What is needed
For the string "Serialize", state the number of lines in the data that contain it, and nothing else.

Provided material
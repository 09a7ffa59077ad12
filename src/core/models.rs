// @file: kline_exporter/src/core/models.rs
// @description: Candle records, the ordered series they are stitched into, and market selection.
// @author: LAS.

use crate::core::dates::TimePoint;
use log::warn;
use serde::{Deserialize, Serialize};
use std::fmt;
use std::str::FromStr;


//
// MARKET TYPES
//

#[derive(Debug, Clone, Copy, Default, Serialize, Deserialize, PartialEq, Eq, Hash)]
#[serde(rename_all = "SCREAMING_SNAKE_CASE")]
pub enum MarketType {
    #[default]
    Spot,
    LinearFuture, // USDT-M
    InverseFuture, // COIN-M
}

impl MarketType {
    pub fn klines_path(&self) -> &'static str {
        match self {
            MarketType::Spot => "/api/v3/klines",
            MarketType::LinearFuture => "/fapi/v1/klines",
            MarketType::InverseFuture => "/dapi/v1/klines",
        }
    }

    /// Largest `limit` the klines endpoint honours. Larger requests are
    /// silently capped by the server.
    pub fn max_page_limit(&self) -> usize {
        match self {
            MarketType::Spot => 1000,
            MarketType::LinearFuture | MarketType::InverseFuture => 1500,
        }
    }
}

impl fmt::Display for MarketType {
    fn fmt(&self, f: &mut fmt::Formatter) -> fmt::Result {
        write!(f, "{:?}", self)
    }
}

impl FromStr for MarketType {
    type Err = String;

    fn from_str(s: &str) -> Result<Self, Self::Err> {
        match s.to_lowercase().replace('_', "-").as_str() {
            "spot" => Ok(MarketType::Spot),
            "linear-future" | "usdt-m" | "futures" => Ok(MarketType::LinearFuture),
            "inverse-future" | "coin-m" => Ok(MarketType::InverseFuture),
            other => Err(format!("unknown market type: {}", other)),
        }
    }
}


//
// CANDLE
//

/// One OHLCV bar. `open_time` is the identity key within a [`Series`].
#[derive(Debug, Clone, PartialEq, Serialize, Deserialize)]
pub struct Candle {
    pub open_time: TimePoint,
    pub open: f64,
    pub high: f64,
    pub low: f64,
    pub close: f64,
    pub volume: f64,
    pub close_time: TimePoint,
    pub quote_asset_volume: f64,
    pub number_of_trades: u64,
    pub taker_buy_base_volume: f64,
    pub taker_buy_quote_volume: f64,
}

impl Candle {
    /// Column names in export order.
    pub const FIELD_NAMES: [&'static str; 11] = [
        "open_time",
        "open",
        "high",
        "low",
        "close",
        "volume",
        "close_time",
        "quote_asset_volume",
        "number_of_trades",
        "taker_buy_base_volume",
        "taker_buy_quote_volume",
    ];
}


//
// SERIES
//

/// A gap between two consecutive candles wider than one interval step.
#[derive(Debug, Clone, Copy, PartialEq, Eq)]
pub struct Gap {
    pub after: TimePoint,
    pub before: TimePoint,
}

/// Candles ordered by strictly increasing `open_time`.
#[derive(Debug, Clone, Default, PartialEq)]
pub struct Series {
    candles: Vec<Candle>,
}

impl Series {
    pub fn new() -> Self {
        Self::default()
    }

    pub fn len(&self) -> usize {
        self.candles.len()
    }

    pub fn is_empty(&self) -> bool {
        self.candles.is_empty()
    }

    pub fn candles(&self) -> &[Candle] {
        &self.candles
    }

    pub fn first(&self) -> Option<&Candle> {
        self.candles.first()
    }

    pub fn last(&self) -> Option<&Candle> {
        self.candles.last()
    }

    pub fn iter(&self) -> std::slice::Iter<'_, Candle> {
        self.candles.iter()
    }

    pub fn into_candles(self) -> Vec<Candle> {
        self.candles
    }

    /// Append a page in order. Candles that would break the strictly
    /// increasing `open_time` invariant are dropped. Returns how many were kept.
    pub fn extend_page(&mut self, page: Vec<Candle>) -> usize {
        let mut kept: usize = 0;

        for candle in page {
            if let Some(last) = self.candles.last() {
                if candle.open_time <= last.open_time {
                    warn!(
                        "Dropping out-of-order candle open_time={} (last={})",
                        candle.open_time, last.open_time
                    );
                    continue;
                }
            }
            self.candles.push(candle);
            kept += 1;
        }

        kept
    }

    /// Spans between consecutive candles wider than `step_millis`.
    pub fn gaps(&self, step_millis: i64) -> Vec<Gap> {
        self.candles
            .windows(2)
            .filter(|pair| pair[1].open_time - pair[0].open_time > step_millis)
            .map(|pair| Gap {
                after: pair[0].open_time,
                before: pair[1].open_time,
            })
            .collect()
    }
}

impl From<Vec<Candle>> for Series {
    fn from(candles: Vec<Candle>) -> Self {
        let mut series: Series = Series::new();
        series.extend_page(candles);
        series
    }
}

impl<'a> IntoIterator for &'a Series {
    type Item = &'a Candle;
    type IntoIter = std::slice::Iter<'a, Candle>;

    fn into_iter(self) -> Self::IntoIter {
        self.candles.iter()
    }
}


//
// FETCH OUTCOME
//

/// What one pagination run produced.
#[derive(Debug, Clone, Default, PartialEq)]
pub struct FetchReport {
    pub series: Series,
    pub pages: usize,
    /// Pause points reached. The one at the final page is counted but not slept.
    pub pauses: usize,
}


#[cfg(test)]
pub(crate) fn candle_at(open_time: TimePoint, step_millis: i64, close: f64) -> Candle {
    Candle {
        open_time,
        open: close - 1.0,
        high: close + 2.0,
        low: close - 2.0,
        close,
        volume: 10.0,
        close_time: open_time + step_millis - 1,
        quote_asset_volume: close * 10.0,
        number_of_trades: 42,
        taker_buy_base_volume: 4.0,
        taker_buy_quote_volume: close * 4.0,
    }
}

Solution
3